─── Data for review ───

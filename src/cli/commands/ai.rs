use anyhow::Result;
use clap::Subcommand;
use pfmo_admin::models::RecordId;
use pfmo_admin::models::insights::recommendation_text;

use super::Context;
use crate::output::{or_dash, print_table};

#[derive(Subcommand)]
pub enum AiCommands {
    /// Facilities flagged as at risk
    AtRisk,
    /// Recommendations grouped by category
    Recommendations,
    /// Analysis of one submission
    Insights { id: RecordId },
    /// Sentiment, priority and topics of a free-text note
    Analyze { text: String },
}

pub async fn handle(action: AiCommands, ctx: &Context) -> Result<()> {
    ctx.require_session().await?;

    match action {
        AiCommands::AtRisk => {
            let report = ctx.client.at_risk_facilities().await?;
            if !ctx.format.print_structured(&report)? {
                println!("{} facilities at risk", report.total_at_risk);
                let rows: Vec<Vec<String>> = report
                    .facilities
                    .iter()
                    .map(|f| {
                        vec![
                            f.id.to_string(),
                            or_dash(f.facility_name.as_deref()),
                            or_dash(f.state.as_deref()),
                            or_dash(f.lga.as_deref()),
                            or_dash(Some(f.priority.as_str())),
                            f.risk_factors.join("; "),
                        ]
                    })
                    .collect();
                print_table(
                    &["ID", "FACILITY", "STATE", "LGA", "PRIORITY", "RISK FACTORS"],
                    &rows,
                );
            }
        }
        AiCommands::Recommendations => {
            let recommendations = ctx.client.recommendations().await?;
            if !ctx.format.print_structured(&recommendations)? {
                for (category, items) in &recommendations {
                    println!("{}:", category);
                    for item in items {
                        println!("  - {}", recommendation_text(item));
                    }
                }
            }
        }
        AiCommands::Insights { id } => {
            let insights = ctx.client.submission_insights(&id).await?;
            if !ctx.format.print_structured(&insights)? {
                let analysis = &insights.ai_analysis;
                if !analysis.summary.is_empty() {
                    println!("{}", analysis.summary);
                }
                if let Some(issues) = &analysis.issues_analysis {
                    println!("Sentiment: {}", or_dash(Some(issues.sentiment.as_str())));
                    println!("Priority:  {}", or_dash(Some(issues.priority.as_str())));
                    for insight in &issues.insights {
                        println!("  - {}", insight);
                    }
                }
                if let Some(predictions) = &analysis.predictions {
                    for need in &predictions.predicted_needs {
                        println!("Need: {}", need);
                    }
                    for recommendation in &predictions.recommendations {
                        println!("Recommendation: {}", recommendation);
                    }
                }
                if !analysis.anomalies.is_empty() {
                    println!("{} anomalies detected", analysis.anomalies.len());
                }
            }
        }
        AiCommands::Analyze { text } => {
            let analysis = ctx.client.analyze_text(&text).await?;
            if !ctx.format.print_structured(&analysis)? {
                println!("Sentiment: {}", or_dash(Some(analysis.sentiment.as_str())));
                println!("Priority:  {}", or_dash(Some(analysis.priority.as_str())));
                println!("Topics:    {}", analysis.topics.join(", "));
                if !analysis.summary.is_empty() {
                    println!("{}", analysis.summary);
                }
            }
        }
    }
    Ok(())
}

───

Go line by line through the data, copying each one that contains the word "action".

pub async fn handle(action: AiCommands, ctx: &Context) -> Result<()> {
    match action {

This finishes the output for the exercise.